What: Shares of SanDisk (NASDAQ:SNDK) gained 41.7% in October, according to data from S&P Capital IQ. The maker of Flash memory chips and the storage devices that they enable did report third-quarter results during the month, but that was not the big value driver. Instead, investors are enjoying a rich buyout premium in a merger with hard drive veteran Western Digital (NASDAQ:WDC).
So what: It's OK if you're confused. SanDisk announced its Western Digital deal right alongside those third-quarter results, all on the same morning. By then, the buyout had already been rumored for more than a full week, pitting Western Digital against Micron Technology (NASDAQ:MU) as another potential buyer. So, when the final deal was properly announced, SanDisk shares only rose 3% on the news. A 22% buyout premium had already been baked into the shares.
Now what: In all honesty, a Micron deal would have made more sense to me. A merger like that would put two strong Flash memory brands together under one roof, strengthen Micron's budding control over memory production volumes and market prices, and boost Micron's retail presence, all in one fell swoop.

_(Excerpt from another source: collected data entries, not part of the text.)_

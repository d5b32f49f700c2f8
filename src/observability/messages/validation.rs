// Copyright (c) 2025 Steve Wagner (ciroque@live.com)
// SPDX-License-Identifier: MIT

//! Message types for graph validation warnings and errors.
//!
//! This module contains message types for logging events related to:
//! * Unresolvable task inputs (zombie tasks)
//! * Tasks unreachable from the entry tasks (orphans)
//! * Cyclic dependency detection
//! * Promotion of slots into the kept-for-merge output set

use crate::observability::messages::StructuredLog;
use std::fmt::{Display, Formatter};
use tracing::Span;

/// Cyclic dependency detected between tasks.
///
/// # Log Level
/// `error!` - Failure requiring attention
///
/// # Example
/// ```
/// use the_slotgraph::observability::messages::validation::CyclicDependencyDetected;
///
/// let cycle = vec!["a", "b", "c", "a"];
/// let msg = CyclicDependencyDetected {
///     cycle: &cycle,
/// };
///
/// assert_eq!(msg.to_string(), "Cyclic dependency detected: a -> b -> c -> a");
/// ```
pub struct CyclicDependencyDetected<'a> {
    pub cycle: &'a [&'a str],
}

impl Display for CyclicDependencyDetected<'_> {
    fn fmt(&self, f: &mut Formatter) -> std::fmt::Result {
        write!(f, "Cyclic dependency detected: {}", self.cycle.join(" -> "))
    }
}

impl StructuredLog for CyclicDependencyDetected<'_> {
    fn log(&self) {
        tracing::error!(
            cycle = self.cycle.join(" -> "),
            cycle_length = self.cycle.len(),
            "{}", self
        );
    }

    fn span(&self, name: &str) -> Span {
        tracing::error_span!(
            "graph_validation",
            span_name = name,
            cycle = self.cycle.join(" -> "),
            cycle_length = self.cycle.len(),
        )
    }
}

/// A task reads a slot that nothing can fill and will never run.
///
/// # Log Level
/// `warn!` - The run continues without the task
///
/// # Example
/// ```
/// use the_slotgraph::observability::messages::validation::ZombieTaskDetected;
///
/// let msg = ZombieTaskDetected {
///     task: "histogram",
///     input: "tracks",
/// };
///
/// tracing::warn!("{}", msg);
/// ```
pub struct ZombieTaskDetected<'a> {
    pub task: &'a str,
    pub input: &'a str,
}

impl Display for ZombieTaskDetected<'_> {
    fn fmt(&self, f: &mut Formatter) -> std::fmt::Result {
        write!(
            f,
            "Task '{}' cannot resolve input '{}' and is disabled",
            self.task, self.input
        )
    }
}

impl StructuredLog for ZombieTaskDetected<'_> {
    fn log(&self) {
        tracing::warn!(task = self.task, input = self.input, "{}", self);
    }

    fn span(&self, name: &str) -> Span {
        tracing::warn_span!(
            "graph_validation",
            span_name = name,
            task = self.task,
            input = self.input,
        )
    }
}

/// A live task that no entry task leads to.
///
/// # Log Level
/// `warn!` - Probably a wiring mistake, but not fatal
///
/// # Example
/// ```
/// use the_slotgraph::observability::messages::validation::OrphanTaskDetected;
///
/// let msg = OrphanTaskDetected { task: "summary" };
///
/// tracing::warn!("{}", msg);
/// ```
pub struct OrphanTaskDetected<'a> {
    pub task: &'a str,
}

impl Display for OrphanTaskDetected<'_> {
    fn fmt(&self, f: &mut Formatter) -> std::fmt::Result {
        write!(f, "Task '{}' is not reachable from any entry task", self.task)
    }
}

impl StructuredLog for OrphanTaskDetected<'_> {
    fn log(&self) {
        tracing::warn!(task = self.task, "{}", self);
    }

    fn span(&self, name: &str) -> Span {
        tracing::warn_span!("graph_validation", span_name = name, task = self.task)
    }
}

/// No live task reads only declared inputs.
///
/// # Log Level
/// `error!` - Validation fails
pub struct NoEntryTasks {
    pub task_count: usize,
    pub zombie_count: usize,
}

impl Display for NoEntryTasks {
    fn fmt(&self, f: &mut Formatter) -> std::fmt::Result {
        write!(
            f,
            "No entry tasks among {} tasks ({} disabled)",
            self.task_count, self.zombie_count
        )
    }
}

impl StructuredLog for NoEntryTasks {
    fn log(&self) {
        tracing::error!(
            task_count = self.task_count,
            zombie_count = self.zombie_count,
            "{}", self
        );
    }

    fn span(&self, name: &str) -> Span {
        tracing::error_span!(
            "graph_validation",
            span_name = name,
            task_count = self.task_count,
            zombie_count = self.zombie_count,
        )
    }
}

/// A slot read by a post-loop task joined the output set.
///
/// # Log Level
/// `debug!` - Detailed diagnostic information
pub struct SlotPromoted<'a> {
    pub slot: &'a str,
}

impl Display for SlotPromoted<'_> {
    fn fmt(&self, f: &mut Formatter) -> std::fmt::Result {
        write!(f, "Slot '{}' is read after the event loop; kept for merge", self.slot)
    }
}

impl StructuredLog for SlotPromoted<'_> {
    fn log(&self) {
        tracing::debug!(slot = self.slot, "{}", self);
    }

    fn span(&self, name: &str) -> Span {
        tracing::debug_span!("graph_validation", span_name = name, slot = self.slot)
    }
}

/// Graph validation completed successfully.
///
/// # Log Level
/// `info!` - Important operational event
///
/// # Example
/// ```
/// use the_slotgraph::observability::messages::validation::GraphValidated;
///
/// let msg = GraphValidated {
///     task_count: 5,
///     slot_count: 7,
///     entry_count: 2,
///     zombie_count: 1,
///     orphan_count: 0,
/// };
///
/// tracing::info!("{}", msg);
/// ```
pub struct GraphValidated {
    pub task_count: usize,
    pub slot_count: usize,
    pub entry_count: usize,
    pub zombie_count: usize,
    pub orphan_count: usize,
}

impl Display for GraphValidated {
    fn fmt(&self, f: &mut Formatter) -> std::fmt::Result {
        let warnings = self.zombie_count + self.orphan_count;
        if warnings > 0 {
            write!(
                f,
                "Graph validated: {} tasks, {} slots, {} entry tasks, {} warnings",
                self.task_count, self.slot_count, self.entry_count, warnings
            )
        } else {
            write!(
                f,
                "Graph validated: {} tasks, {} slots, {} entry tasks",
                self.task_count, self.slot_count, self.entry_count
            )
        }
    }
}

impl StructuredLog for GraphValidated {
    fn log(&self) {
        tracing::info!(
            task_count = self.task_count,
            slot_count = self.slot_count,
            entry_count = self.entry_count,
            zombie_count = self.zombie_count,
            orphan_count = self.orphan_count,
            "{}", self
        );
    }

    fn span(&self, name: &str) -> Span {
        tracing::info_span!(
            "graph_validation",
            span_name = name,
            task_count = self.task_count,
            slot_count = self.slot_count,
            entry_count = self.entry_count,
        )
    }
}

It's not that Western Digital doesn't make sense, mind you. The hard drive maker could certainly use a turnkey entry into the Flash-based solid-state storage market, and SanDisk provides exactly that. But Micron is the larger and more profitable of SanDisk's two rumored suitors. Maybe that's why Western Digital ended up paying such a high price for the Flash specialist -- desperate times call for desperate measures.

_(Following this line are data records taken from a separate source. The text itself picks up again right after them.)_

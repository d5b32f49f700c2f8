// Copyright (c) 2025 Steve Wagner (ciroque@live.com)
// SPDX-License-Identifier: MIT

//! A pool of in-process workers, each running its own copy of the graph on
//! its share of the stream.
//!
//! Workers hand their outputs back as encoded [`WrapperSet`] bytes, the same
//! message a remote worker would send. The merging side imports them into a
//! fresh graph and runs the post-loop tasks there. A worker that fails is
//! left out of the merge and the outputs are not marked valid.

use std::collections::HashMap;
use std::path::PathBuf;

use async_trait::async_trait;
use tokio::task::JoinSet;

use crate::backends::worker::{merge_on_client, run_worker, withhold_worker};
use crate::backends::{BackendKind, GraphFactory, RunSummary, SourceFactory};
use crate::engine::{OutputFinalizer, RunContext, WrapperSet};
use crate::errors::BackendError;
use crate::observability::messages::engine::{EventLoopCompleted, WorkerFailed};
use crate::observability::messages::StructuredLog;
use crate::traits::Backend;

pub struct DistributedBackend {
    graph_factory: GraphFactory,
    source_factory: SourceFactory,
    workers: usize,
    max_events: Option<u64>,
    finalizer: OutputFinalizer,
}

impl DistributedBackend {
    pub fn new(graph_factory: GraphFactory, source_factory: SourceFactory, workers: usize) -> Self {
        Self {
            graph_factory,
            source_factory,
            workers: workers.max(1),
            max_events: None,
            finalizer: OutputFinalizer::default(),
        }
    }

    /// Event limit per worker.
    pub fn with_max_events(mut self, max_events: Option<u64>) -> Self {
        self.max_events = max_events;
        self
    }

    pub fn with_finalizer(mut self, finalizer: OutputFinalizer) -> Self {
        self.finalizer = finalizer;
        self
    }

    pub fn workers(&self) -> usize {
        self.workers
    }

    /// Run every worker to completion. Returns the decoded sets of the
    /// workers that succeeded, in worker order, and the indices of those that
    /// did not. A worker that panics counts as failed like any other.
    async fn run_workers(&self, parent: PathBuf) -> Result<(Vec<WrapperSet>, Vec<usize>), BackendError> {
        let mut pool = JoinSet::new();
        let mut workers_by_task = HashMap::new();
        for worker in 0..self.workers {
            let graphs = self.graph_factory.clone();
            let sources = self.source_factory.clone();
            let finalizer = self.finalizer.clone();
            let parent = parent.clone();
            let workers = self.workers;
            let max_events = self.max_events;
            let handle = pool.spawn_blocking(move || {
                run_worker(worker, workers, &parent, &graphs, &sources, &finalizer, max_events)
                    .and_then(|set| set.to_bytes().map_err(BackendError::from))
            });
            workers_by_task.insert(handle.id(), worker);
        }

        let mut encoded: Vec<(usize, Vec<u8>)> = Vec::new();
        let mut failed = Vec::new();
        while let Some(joined) = pool.join_next_with_id().await {
            let (id, result) = match joined {
                Ok((id, result)) => (id, result),
                Err(e) => (e.id(), Err(BackendError::Join(e))),
            };
            let Some(worker) = workers_by_task.remove(&id) else {
                continue;
            };
            match result {
                Ok(bytes) => encoded.push((worker, bytes)),
                Err(e) => {
                    WorkerFailed { worker, error: &e }.log();
                    if matches!(e, BackendError::Join(_)) {
                        withhold_worker(&self.finalizer, &parent, worker, &e.to_string())?;
                    }
                    failed.push(worker);
                }
            }
        }
        encoded.sort_by_key(|(worker, _)| *worker);
        failed.sort_unstable();

        let sets = encoded
            .iter()
            .map(|(_, bytes)| WrapperSet::from_bytes(bytes))
            .collect::<Result<Vec<_>, _>>()?;
        Ok((sets, failed))
    }
}

#[async_trait]
impl Backend for DistributedBackend {
    fn kind(&self) -> BackendKind {
        BackendKind::Distributed
    }

    async fn run(&mut self, run: &mut RunContext) -> Result<RunSummary, BackendError> {
        let result = match self.run_workers(run.output_dir().to_path_buf()).await {
            Ok((sets, failed)) => merge_on_client(
                BackendKind::Distributed,
                &self.graph_factory,
                run,
                &sets,
                failed,
                &self.finalizer,
            ),
            Err(e) => Err(e),
        };
        let summary = match result {
            Ok(summary) => summary,
            Err(e) => {
                self.finalizer.withhold(run.output_dir(), &e.to_string())?;
                return Err(e);
            }
        };

        EventLoopCompleted {
            backend: BackendKind::Distributed.as_str(),
            consumed: summary.counters.consumed,
            processed: summary.counters.processed,
            accepted: summary.counters.accepted,
        }
        .log();
        Ok(summary)
    }
}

Given the near-equal market caps of buyer and target, you might expect the buyout to be structured as a stock-for-stock trade. That's not the case at all. Currently, only 1.6% of the final price tag will be covered by newly printed Western Digital shares, the rest being backed by a massive $18.4 billion of fresh debt papers. That split may change somewhat if Chinese investment firm Tsinghua Unigroup is allowed to buy 15% of Western Digital as planned, but the lion's share of this deal is still cash-backed.
That's why the two stocks haven't moved in absolute lockstep since the deal was announced, as you would expect in a share-based merger. Instead, Western Digital's shares have fallen more than 10% while SanDisk held on to every penny of that fresh buyout premium.